## ACTION ITEM
For the material that follows, return exactly the lines from the one with "use std::collections::HashSet;" through the one with "impl Default for", both ends included.

Top of RECORDS SUPPLIED

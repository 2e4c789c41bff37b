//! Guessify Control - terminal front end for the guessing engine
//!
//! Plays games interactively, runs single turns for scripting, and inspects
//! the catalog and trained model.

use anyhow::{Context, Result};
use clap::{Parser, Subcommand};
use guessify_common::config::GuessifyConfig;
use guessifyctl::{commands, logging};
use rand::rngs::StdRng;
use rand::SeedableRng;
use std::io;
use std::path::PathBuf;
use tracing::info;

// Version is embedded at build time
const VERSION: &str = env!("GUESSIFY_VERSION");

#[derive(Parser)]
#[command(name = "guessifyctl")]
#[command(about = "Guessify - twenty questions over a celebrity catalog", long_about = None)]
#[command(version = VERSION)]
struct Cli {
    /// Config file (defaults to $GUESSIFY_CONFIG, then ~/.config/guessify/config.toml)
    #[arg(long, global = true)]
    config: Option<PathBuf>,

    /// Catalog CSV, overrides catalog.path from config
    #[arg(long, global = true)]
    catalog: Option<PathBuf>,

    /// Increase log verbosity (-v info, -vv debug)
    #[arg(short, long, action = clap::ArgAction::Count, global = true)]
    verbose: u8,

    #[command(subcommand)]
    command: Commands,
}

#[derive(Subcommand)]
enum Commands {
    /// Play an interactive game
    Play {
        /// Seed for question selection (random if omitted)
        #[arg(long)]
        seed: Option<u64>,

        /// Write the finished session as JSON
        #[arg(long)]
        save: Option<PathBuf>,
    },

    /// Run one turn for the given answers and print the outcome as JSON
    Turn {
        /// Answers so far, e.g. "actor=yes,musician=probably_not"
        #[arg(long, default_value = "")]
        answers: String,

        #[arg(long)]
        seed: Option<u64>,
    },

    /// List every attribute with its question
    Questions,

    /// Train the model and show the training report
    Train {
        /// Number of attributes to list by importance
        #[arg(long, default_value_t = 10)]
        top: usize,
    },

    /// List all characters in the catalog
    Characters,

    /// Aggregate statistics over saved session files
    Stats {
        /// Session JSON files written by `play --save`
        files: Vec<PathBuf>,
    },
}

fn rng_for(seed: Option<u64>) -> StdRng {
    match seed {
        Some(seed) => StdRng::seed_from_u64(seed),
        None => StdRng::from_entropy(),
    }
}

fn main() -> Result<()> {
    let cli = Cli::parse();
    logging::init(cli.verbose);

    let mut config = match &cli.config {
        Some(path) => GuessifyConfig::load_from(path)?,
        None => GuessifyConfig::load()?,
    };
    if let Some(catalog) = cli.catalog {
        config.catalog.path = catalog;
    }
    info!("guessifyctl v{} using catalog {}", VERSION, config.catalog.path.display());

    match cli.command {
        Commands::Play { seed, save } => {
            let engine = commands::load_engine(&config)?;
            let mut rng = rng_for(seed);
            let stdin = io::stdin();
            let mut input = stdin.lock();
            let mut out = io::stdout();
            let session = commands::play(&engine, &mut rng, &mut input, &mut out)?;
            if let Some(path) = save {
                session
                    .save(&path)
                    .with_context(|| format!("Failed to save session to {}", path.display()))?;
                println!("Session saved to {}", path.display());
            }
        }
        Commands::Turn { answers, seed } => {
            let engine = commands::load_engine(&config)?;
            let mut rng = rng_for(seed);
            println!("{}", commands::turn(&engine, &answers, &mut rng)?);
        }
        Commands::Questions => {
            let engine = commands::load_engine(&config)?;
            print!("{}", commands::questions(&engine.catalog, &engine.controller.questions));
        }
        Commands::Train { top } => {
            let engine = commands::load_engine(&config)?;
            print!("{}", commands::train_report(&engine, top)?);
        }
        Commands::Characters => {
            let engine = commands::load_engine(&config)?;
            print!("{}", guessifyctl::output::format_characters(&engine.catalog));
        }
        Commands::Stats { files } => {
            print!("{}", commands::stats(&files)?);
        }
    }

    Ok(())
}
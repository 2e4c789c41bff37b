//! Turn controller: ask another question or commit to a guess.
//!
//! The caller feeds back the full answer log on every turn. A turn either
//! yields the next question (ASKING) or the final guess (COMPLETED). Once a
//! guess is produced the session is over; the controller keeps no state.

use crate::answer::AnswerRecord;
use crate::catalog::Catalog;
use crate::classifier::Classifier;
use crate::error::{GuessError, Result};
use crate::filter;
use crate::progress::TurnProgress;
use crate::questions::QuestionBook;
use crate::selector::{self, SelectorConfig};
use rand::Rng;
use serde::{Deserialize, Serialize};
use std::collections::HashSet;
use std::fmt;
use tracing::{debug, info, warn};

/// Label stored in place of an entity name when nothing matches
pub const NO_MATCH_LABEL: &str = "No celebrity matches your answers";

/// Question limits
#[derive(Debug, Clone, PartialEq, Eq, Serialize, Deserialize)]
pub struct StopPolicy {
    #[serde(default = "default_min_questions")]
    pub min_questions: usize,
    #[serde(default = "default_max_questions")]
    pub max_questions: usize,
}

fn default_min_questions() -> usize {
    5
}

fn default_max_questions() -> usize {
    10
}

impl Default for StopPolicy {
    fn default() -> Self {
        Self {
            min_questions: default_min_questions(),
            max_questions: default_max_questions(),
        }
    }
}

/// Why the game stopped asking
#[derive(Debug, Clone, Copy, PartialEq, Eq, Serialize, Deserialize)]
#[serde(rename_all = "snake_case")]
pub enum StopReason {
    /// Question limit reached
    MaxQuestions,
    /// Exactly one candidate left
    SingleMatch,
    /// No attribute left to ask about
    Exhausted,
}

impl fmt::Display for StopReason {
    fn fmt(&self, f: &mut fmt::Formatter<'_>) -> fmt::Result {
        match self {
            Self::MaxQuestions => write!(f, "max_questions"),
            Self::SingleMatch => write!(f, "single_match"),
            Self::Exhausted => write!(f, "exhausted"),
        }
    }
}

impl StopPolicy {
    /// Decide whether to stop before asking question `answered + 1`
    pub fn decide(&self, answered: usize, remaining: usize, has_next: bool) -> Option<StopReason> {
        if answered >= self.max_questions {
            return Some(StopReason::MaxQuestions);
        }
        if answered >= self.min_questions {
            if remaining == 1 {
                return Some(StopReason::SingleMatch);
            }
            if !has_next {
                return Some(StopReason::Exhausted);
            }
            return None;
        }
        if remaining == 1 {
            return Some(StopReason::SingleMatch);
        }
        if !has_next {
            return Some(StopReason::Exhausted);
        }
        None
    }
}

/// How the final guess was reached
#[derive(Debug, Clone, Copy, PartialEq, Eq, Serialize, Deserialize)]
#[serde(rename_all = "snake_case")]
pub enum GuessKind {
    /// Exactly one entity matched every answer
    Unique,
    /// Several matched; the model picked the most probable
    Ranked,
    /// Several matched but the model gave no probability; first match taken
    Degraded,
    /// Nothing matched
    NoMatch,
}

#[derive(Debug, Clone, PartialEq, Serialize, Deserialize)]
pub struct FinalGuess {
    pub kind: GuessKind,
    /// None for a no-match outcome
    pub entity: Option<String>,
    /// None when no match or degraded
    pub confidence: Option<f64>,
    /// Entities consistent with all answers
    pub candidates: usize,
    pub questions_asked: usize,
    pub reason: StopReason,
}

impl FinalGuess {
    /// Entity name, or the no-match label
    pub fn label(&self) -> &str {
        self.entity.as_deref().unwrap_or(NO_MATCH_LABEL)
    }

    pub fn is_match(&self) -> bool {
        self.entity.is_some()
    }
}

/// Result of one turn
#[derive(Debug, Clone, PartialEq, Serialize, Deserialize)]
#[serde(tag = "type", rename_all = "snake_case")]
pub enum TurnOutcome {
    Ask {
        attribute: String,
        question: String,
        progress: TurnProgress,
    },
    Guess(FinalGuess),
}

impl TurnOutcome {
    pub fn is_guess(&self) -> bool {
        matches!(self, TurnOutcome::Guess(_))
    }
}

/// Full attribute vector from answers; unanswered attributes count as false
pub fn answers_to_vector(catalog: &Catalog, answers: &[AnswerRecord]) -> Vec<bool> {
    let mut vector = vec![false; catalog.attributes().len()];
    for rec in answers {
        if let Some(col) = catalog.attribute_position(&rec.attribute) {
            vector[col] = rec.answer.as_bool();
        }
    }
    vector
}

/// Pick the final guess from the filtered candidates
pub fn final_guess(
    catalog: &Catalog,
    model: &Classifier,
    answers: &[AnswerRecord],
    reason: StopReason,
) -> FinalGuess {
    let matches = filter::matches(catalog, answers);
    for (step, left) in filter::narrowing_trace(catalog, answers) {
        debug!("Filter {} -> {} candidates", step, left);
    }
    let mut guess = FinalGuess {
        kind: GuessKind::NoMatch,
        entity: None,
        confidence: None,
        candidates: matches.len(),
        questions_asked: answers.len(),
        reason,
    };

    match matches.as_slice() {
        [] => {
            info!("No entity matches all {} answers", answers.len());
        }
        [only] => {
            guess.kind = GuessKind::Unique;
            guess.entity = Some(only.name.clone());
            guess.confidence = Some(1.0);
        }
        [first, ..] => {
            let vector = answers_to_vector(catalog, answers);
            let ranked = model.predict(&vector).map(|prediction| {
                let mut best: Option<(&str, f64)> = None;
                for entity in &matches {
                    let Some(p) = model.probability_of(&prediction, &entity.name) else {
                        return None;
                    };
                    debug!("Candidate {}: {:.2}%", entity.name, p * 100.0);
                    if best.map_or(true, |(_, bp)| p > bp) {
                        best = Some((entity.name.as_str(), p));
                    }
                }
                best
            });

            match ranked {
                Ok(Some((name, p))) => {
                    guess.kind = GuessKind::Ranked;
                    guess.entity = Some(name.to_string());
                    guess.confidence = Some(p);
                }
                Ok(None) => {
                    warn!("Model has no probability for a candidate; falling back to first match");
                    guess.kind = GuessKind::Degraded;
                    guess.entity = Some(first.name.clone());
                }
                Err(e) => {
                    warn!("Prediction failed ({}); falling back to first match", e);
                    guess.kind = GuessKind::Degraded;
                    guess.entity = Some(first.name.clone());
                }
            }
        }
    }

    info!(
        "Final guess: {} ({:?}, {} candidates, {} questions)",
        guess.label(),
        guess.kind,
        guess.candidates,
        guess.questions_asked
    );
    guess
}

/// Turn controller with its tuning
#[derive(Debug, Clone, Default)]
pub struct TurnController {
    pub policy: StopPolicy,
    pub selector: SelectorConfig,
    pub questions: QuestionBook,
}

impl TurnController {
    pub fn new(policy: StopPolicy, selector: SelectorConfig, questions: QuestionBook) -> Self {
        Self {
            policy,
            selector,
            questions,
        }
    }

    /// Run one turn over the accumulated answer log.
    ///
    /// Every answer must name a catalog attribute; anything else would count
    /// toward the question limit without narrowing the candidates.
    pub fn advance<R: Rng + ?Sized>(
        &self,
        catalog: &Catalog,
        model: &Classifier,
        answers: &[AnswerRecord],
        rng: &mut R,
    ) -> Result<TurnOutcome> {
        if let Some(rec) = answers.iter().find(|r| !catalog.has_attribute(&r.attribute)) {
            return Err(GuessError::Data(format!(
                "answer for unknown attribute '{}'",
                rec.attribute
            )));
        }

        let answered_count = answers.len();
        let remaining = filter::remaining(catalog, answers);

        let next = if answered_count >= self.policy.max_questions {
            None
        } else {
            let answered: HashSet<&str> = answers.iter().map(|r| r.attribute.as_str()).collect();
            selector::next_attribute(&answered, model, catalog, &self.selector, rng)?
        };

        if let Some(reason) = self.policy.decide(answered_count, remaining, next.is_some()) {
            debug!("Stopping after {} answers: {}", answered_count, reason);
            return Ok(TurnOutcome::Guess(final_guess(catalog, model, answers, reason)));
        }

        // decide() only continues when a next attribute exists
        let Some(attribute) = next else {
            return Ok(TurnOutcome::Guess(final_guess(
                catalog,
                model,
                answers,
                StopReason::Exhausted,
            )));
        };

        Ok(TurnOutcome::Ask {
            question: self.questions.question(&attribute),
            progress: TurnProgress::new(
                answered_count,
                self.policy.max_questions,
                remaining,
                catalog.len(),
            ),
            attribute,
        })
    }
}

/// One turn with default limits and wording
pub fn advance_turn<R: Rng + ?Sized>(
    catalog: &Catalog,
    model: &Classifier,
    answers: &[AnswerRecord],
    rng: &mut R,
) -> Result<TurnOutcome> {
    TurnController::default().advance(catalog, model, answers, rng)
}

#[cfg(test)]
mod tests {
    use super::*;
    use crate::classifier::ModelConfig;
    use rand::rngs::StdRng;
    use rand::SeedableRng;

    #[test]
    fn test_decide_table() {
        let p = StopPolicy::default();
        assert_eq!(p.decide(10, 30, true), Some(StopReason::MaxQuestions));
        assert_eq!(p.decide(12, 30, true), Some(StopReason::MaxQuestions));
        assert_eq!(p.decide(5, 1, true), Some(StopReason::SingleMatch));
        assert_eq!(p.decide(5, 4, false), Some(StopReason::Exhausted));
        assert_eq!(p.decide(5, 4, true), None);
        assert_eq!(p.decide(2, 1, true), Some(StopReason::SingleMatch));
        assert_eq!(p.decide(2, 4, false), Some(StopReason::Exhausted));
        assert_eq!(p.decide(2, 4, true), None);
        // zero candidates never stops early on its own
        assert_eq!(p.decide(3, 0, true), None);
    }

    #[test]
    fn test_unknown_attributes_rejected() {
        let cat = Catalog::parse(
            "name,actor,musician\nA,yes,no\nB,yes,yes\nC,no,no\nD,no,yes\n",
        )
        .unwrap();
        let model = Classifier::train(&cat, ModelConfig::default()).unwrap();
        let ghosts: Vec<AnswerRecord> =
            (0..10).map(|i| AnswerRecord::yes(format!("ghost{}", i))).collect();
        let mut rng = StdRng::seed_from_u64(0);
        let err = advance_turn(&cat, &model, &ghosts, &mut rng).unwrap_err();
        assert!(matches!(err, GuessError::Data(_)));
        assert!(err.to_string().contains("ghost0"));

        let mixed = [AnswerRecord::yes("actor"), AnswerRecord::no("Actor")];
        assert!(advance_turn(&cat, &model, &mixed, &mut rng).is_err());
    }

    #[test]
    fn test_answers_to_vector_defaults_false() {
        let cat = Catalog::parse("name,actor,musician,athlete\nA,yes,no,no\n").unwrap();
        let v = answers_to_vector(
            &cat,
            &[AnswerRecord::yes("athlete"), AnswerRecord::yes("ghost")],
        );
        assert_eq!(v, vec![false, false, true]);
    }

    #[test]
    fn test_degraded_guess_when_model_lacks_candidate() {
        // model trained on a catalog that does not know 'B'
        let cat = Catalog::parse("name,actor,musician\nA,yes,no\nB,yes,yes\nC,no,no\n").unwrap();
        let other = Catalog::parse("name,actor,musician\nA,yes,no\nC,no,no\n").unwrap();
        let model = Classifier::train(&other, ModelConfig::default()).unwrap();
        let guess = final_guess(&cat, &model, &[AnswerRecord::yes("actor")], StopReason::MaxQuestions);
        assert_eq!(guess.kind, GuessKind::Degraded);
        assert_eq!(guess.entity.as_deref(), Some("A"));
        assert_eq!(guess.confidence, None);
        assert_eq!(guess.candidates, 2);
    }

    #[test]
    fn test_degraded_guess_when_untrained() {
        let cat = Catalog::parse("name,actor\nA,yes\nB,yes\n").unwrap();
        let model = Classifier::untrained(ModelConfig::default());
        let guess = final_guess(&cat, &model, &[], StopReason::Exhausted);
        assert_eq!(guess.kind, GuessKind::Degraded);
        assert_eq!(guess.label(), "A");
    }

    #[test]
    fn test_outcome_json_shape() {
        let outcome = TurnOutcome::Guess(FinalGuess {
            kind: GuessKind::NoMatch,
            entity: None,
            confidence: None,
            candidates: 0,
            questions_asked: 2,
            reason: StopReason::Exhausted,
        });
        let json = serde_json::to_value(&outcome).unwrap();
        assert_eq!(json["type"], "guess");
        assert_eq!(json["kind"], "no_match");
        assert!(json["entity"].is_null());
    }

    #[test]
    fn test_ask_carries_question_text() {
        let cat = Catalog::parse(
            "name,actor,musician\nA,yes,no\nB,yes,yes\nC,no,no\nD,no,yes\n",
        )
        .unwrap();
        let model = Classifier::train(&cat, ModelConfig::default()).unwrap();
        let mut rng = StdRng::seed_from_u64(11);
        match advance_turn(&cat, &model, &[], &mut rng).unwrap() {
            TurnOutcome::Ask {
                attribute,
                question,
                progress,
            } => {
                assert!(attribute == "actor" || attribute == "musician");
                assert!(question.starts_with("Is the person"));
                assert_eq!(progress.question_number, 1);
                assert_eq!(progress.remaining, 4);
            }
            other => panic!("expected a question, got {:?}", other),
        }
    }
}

Bottom of RECORDS SUPPLIED

## TASK RESULT
use std::collections::HashSet;
use std::fmt;
use tracing::{debug, info, warn};

/// Label stored in place of an entity name when nothing matches
pub const NO_MATCH_LABEL: &str = "No celebrity matches your answers";

/// Question limits
#[derive(Debug, Clone, PartialEq, Eq, Serialize, Deserialize)]
pub struct StopPolicy {
    #[serde(default = "default_min_questions")]
    pub min_questions: usize,
    #[serde(default = "default_max_questions")]
    pub max_questions: usize,
}

fn default_min_questions() -> usize {
    5
}

fn default_max_questions() -> usize {
    10
}

impl Default for StopPolicy {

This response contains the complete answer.